• SUPPLIED RECORDS:
--- START ---
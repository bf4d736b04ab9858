//! Render passes
//!
//! Each pass owns its shaders and offscreen targets and borrows everything
//! else for the duration of a call: the [`StateCache`](crate::render::state::StateCache)
//! mutably, the scene content and a [`FrameContext`] read-only.
//! [`MasterRenderer`] runs them in a fixed order every frame.

pub mod font;
pub mod master;
pub mod object;
pub mod particle;
pub mod postprocess;
pub mod shadow;
pub mod skybox;
pub mod water;

pub use font::FontRenderer;
pub use master::{FrameCallback, MasterRenderer};
pub use object::ObjectRenderer;
pub use particle::ParticleRenderer;
pub use postprocess::PostprocessRenderer;
pub use shadow::ShadowRenderer;
pub use skybox::SkyboxRenderer;
pub use water::WaterRenderer;

use std::cell::RefCell;

use crate::foundation::math::{Mat4, Vec3, Vec4};
use crate::render::api::ClearMask;
use crate::render::camera::Camera;
use crate::render::lighting::LightManager;
use crate::render::resources::ShaderProgram;
use crate::render::settings::{Fog, PolygonMode, ShadowMapConfig};
use crate::render::state::StateCache;

/// Read-only view of the per-frame settings shared by the passes
///
/// The camera stays behind its `RefCell` because the water pass mirrors it
/// between sub-passes.
#[derive(Clone, Copy)]
pub struct FrameContext<'a> {
    /// Active camera
    pub camera: &'a RefCell<Camera>,
    /// Lights of the frame
    pub lights: &'a LightManager,
    /// Distance fog
    pub fog: &'a Fog,
    /// Shadow parameters
    pub shadows: &'a ShadowMapConfig,
    /// Wireframe debug mode
    pub polygon_mode: &'a PolygonMode,
    /// Default framebuffer size in pixels
    pub display_size: (u32, u32),
    /// Duration of the previous frame in seconds
    pub delta: f32,
}

/// Clear colour, depth and stencil of the bound target to `background` and
/// reset the viewport to `size`
fn clear_target(state: &mut StateCache, background: Vec3, size: (u32, u32)) {
    state.enable_depth_mask(true);
    state.enable_stencil_drawing(true);
    state.device().clear_color(Vec4::new(background.x, background.y, background.z, 1.0));
    state.device().clear(ClearMask::COLOR | ClearMask::DEPTH | ClearMask::STENCIL);
    state.device().viewport(0, 0, size.0, size.1);
}

/// Write `matrices.{model,view,projection}_matrix` from `camera`
fn set_camera_matrices(shader: &mut ShaderProgram, state: &mut StateCache, camera: &Camera, model: Mat4) {
    shader.set_uniform(state, "matrices.view_matrix", camera.view_matrix());
    shader.set_uniform(state, "matrices.projection_matrix", camera.projection_matrix());
    shader.set_uniform(state, "matrices.model_matrix", model);
}

/// Write the `fog.*` uniforms shared by the lit shaders
fn set_fog_uniforms(shader: &mut ShaderProgram, state: &mut StateCache, fog: &Fog) {
    shader.set_uniform(state, "fog.enabled", fog.enabled);
    if fog.enabled {
        shader.set_uniform(state, "fog.color", fog.color);
        shader.set_uniform(state, "fog.density", fog.density);
    }
}

/// Write the directional and point light uniforms shared by the lit shaders
fn set_light_uniforms(shader: &mut ShaderProgram, state: &mut StateCache, lights: &LightManager) {
    shader.set_uniform(state, "lighting_enabled", lights.is_lighting_enabled());
    set_light_sources(shader, state, lights, true);
}

/// Write light sources; the directional light is reported disabled unless `gate` holds
fn set_light_sources(shader: &mut ShaderProgram, state: &mut StateCache, lights: &LightManager, gate: bool) {
    let directional = lights.directional_light();
    shader.set_uniform(state, "directional_light.enabled", gate && directional.is_enabled());
    if directional.is_enabled() {
        shader.set_uniform(state, "directional_light.direction", directional.direction());
        shader.set_uniform(state, "directional_light.color", directional.color());
    }

    let count = i32::try_from(lights.point_lights_count()).unwrap_or(i32::MAX);
    shader.set_uniform(state, "used_point_lights_count", count);
    for (i, light) in lights.point_lights().iter().enumerate() {
        let prefix = format!("point_lights[{i}]");
        shader.set_uniform(state, &format!("{prefix}.enabled"), light.is_enabled());
        shader.set_uniform(state, &format!("{prefix}.linear_factor"), light.linear_factor());
        shader.set_uniform(state, &format!("{prefix}.quadratic_factor"), light.quadratic_factor());
        shader.set_uniform(state, &format!("{prefix}.position"), light.position());
        shader.set_uniform(state, &format!("{prefix}.color"), light.color());
    }
}

#[cfg(test)]
pub(crate) mod test_support {
    use std::cell::RefCell;

    use super::FrameContext;
    use crate::render::backends::recording::{CallLog, RecordingDevice};
    use crate::render::camera::Camera;
    use crate::render::lighting::LightManager;
    use crate::render::settings::{Fog, PolygonMode, ShadowMapConfig};
    use crate::render::state::StateCache;

    /// Settings a test frame is rendered with
    pub struct Settings {
        pub camera: RefCell<Camera>,
        pub lights: LightManager,
        pub fog: Fog,
        pub shadows: ShadowMapConfig,
        pub polygon_mode: PolygonMode,
    }

    impl Settings {
        pub fn context(&self) -> FrameContext<'_> {
            FrameContext {
                camera: &self.camera,
                lights: &self.lights,
                fog: &self.fog,
                shadows: &self.shadows,
                polygon_mode: &self.polygon_mode,
                display_size: (320, 180),
                delta: 0.016,
            }
        }
    }

    pub fn fixture() -> (StateCache, CallLog, Settings) {
        let device = RecordingDevice::new();
        let log = device.log();
        let settings = Settings {
            camera: RefCell::new(Camera::new("test_camera")),
            lights: LightManager::new(),
            fog: Fog::default(),
            shadows: ShadowMapConfig::default(),
            polygon_mode: PolygonMode::default(),
        };
        (StateCache::new(Box::new(device)), log, settings)
    }
}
--- END ---
• PROBLEM: Your task is to retype the complete material exactly as it was given.

• RESULT:
repository bf4d736b04ab9858
//! Render passes
//!
//! Each pass owns its shaders and offscreen targets and borrows everything
//! else for the duration of a call: the [`StateCache`](crate::render::state::StateCache)
//! mutably, the scene content and a [`FrameContext`] read-only.
//! [`MasterRenderer`] runs them in a fixed order every frame.

pub mod font;
pub mod master;
pub mod object;
pub mod particle;
pub mod postprocess;
pub mod shadow;
pub mod skybox;
pub mod water;

pub use font::FontRenderer;
pub use master::{FrameCallback, MasterRenderer};
pub use object::ObjectRenderer;
pub use particle::ParticleRenderer;
pub use postprocess::PostprocessRenderer;
pub use shadow::ShadowRenderer;
pub use skybox::SkyboxRenderer;
pub use water::WaterRenderer;

use std::cell::RefCell;

use crate::foundation::math::{Mat4, Vec3, Vec4};
use crate::render::api::ClearMask;
use crate::render::camera::Camera;
use crate::render::lighting::LightManager;
use crate::render::resources::ShaderProgram;
use crate::render::settings::{Fog, PolygonMode, ShadowMapConfig};
use crate::render::state::StateCache;

/// Read-only view of the per-frame settings shared by the passes
///
/// The camera stays behind its `RefCell` because the water pass mirrors it
/// between sub-passes.
#[derive(Clone, Copy)]
pub struct FrameContext<'a> {
    /// Active camera
    pub camera: &'a RefCell<Camera>,
    /// Lights of the frame
    pub lights: &'a LightManager,
    /// Distance fog
    pub fog: &'a Fog,
    /// Shadow parameters
    pub shadows: &'a ShadowMapConfig,
    /// Wireframe debug mode
    pub polygon_mode: &'a PolygonMode,
    /// Default framebuffer size in pixels
    pub display_size: (u32, u32),
    /// Duration of the previous frame in seconds
    pub delta: f32,
}

/// Clear colour, depth and stencil of the bound target to `background` and
/// reset the viewport to `size`
fn clear_target(state: &mut StateCache, background: Vec3, size: (u32, u32)) {
    state.enable_depth_mask(true);
    state.enable_stencil_drawing(true);
    state.device().clear_color(Vec4::new(background.x, background.y, background.z, 1.0));
    state.device().clear(ClearMask::COLOR | ClearMask::DEPTH | ClearMask::STENCIL);
    state.device().viewport(0, 0, size.0, size.1);
}

/// Write `matrices.{model,view,projection}_matrix` from `camera`
fn set_camera_matrices(shader: &mut ShaderProgram, state: &mut StateCache, camera: &Camera, model: Mat4) {
    shader.set_uniform(state, "matrices.view_matrix", camera.view_matrix());
    shader.set_uniform(state, "matrices.projection_matrix", camera.projection_matrix());
    shader.set_uniform(state, "matrices.model_matrix", model);
}

/// Write the `fog.*` uniforms shared by the lit shaders
fn set_fog_uniforms(shader: &mut ShaderProgram, state: &mut StateCache, fog: &Fog) {
    shader.set_uniform(state, "fog.enabled", fog.enabled);
    if fog.enabled {
        shader.set_uniform(state, "fog.color", fog.color);
        shader.set_uniform(state, "fog.density", fog.density);
    }
}

/// Write the directional and point light uniforms shared by the lit shaders
fn set_light_uniforms(shader: &mut ShaderProgram, state: &mut StateCache, lights: &LightManager) {
    shader.set_uniform(state, "lighting_enabled", lights.is_lighting_enabled());
    set_light_sources(shader, state, lights, true);
}

/// Write light sources; the directional light is reported disabled unless `gate` holds
fn set_light_sources(shader: &mut ShaderProgram, state: &mut StateCache, lights: &LightManager, gate: bool) {
    let directional = lights.directional_light();
    shader.set_uniform(state, "directional_light.enabled", gate && directional.is_enabled());
    if directional.is_enabled() {
        shader.set_uniform(state, "directional_light.direction", directional.direction());
        shader.set_uniform(state, "directional_light.color", directional.color());
    }

    let count = i32::try_from(lights.point_lights_count()).unwrap_or(i32::MAX);
    shader.set_uniform(state, "used_point_lights_count", count);
    for (i, light) in lights.point_lights().iter().enumerate() {
        let prefix = format!("point_lights[{i}]");
        shader.set_uniform(state, &format!("{prefix}.enabled"), light.is_enabled());
        shader.set_uniform(state, &format!("{prefix}.linear_factor"), light.linear_factor());
        shader.set_uniform(state, &format!("{prefix}.quadratic_factor"), light.quadratic_factor());
        shader.set_uniform(state, &format!("{prefix}.position"), light.position());
        shader.set_uniform(state, &format!("{prefix}.color"), light.color());
    }
}

#[cfg(test)]
pub(crate) mod test_support {
    use std::cell::RefCell;

    use super::FrameContext;
    use crate::render::backends::recording::{CallLog, RecordingDevice};
    use crate::render::camera::Camera;
    use crate::render::lighting::LightManager;
    use crate::render::settings::{Fog, PolygonMode, ShadowMapConfig};
    use crate::render::state::StateCache;

    /// Settings a test frame is rendered with
    pub struct Settings {
        pub camera: RefCell<Camera>,
        pub lights: LightManager,
        pub fog: Fog,
        pub shadows: ShadowMapConfig,
        pub polygon_mode: PolygonMode,
    }

    impl Settings {
        pub fn context(&self) -> FrameContext<'_> {
            FrameContext {
                camera: &self.camera,
                lights: &self.lights,
                fog: &self.fog,
                shadows: &self.shadows,
                polygon_mode: &self.polygon_mode,
                display_size: (320, 180),
                delta: 0.016,
            }
        }
    }

    pub fn fixture() -> (StateCache, CallLog, Settings) {
        let device = RecordingDevice::new();
        let log = device.log();
        let settings = Settings {
            camera: RefCell::new(Camera::new("test_camera")),
            lights: LightManager::new(),
            fog: Fog::default(),
            shadows: ShadowMapConfig::default(),
            polygon_mode: PolygonMode::default(),
        };
        (StateCache::new(Box::new(device)), log, settings)
    }
}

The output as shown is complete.